==== Entries shown
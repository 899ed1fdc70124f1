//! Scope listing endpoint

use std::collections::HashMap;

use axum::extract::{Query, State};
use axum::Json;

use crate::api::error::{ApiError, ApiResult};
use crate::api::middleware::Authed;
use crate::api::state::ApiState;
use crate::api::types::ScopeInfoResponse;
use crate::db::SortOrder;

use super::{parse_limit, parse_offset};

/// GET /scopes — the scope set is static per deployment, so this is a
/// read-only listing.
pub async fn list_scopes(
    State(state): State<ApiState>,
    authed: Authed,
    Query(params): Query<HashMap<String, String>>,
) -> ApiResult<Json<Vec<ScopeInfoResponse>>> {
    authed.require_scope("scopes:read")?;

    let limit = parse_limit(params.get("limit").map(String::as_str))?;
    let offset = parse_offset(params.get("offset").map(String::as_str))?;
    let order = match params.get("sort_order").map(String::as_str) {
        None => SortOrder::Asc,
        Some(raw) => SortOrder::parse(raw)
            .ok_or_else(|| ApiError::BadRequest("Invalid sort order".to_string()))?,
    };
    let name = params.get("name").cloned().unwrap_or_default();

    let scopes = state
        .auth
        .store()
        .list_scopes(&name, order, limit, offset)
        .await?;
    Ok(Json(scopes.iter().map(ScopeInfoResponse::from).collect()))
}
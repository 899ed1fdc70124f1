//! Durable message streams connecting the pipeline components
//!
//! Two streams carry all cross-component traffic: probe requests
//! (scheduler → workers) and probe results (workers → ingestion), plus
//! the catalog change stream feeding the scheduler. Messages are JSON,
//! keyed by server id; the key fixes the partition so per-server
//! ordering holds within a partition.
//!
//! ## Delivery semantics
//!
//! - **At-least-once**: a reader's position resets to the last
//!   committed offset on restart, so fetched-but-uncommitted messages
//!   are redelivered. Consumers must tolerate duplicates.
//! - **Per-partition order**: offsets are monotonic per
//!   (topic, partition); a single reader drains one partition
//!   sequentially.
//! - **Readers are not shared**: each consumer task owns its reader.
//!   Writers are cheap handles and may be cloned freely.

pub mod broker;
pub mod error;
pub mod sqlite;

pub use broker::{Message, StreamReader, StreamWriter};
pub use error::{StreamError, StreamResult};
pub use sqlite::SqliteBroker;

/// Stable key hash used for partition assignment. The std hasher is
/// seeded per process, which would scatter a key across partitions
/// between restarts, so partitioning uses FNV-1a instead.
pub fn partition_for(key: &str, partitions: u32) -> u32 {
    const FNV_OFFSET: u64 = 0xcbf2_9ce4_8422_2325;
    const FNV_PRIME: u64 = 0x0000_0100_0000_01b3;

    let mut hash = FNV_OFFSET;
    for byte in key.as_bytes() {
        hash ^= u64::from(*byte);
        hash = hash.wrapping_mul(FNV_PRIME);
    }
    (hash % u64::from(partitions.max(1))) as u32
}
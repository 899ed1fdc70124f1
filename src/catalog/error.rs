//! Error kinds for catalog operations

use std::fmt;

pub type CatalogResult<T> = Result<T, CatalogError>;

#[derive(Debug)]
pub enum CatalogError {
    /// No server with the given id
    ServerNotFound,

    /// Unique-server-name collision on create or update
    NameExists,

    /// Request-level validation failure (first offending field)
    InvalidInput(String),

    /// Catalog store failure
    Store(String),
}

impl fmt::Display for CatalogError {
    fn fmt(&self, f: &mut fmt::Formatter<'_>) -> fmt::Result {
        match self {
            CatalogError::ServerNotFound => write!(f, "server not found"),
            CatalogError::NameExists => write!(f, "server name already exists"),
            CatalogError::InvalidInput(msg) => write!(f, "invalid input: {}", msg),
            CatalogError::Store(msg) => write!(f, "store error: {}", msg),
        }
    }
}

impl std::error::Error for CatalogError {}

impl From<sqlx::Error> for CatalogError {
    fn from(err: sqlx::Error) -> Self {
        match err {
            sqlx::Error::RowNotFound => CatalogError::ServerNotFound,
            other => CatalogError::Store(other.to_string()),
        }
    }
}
========
* [Task objective]: Beginning at the line above that contains "must tolerate duplicates.", return each line exactly through the line that contains "filename src/catalog/error.rs", and no others.

* [Solution to this exercise]:
//!   are redelivered. Consumers must tolerate duplicates.
//! - **Per-partition order**: offsets are monotonic per
//!   (topic, partition); a single reader drains one partition
//!   sequentially.
//! - **Readers are not shared**: each consumer task owns its reader.
//!   Writers are cheap handles and may be cloned freely.

pub mod broker;
pub mod error;
pub mod sqlite;

pub use broker::{Message, StreamReader, StreamWriter};
pub use error::{StreamError, StreamResult};
pub use sqlite::SqliteBroker;

/// Stable key hash used for partition assignment. The std hasher is
/// seeded per process, which would scatter a key across partitions
/// between restarts, so partitioning uses FNV-1a instead.
pub fn partition_for(key: &str, partitions: u32) -> u32 {
    const FNV_OFFSET: u64 = 0xcbf2_9ce4_8422_2325;
    const FNV_PRIME: u64 = 0x0000_0100_0000_01b3;

    let mut hash = FNV_OFFSET;
    for byte in key.as_bytes() {
        hash ^= u64::from(*byte);
        hash = hash.wrapping_mul(FNV_PRIME);
    }
    (hash % u64::from(partitions.max(1))) as u32
}
repository 899ed1fdc70124f1
filename src/catalog/error.rs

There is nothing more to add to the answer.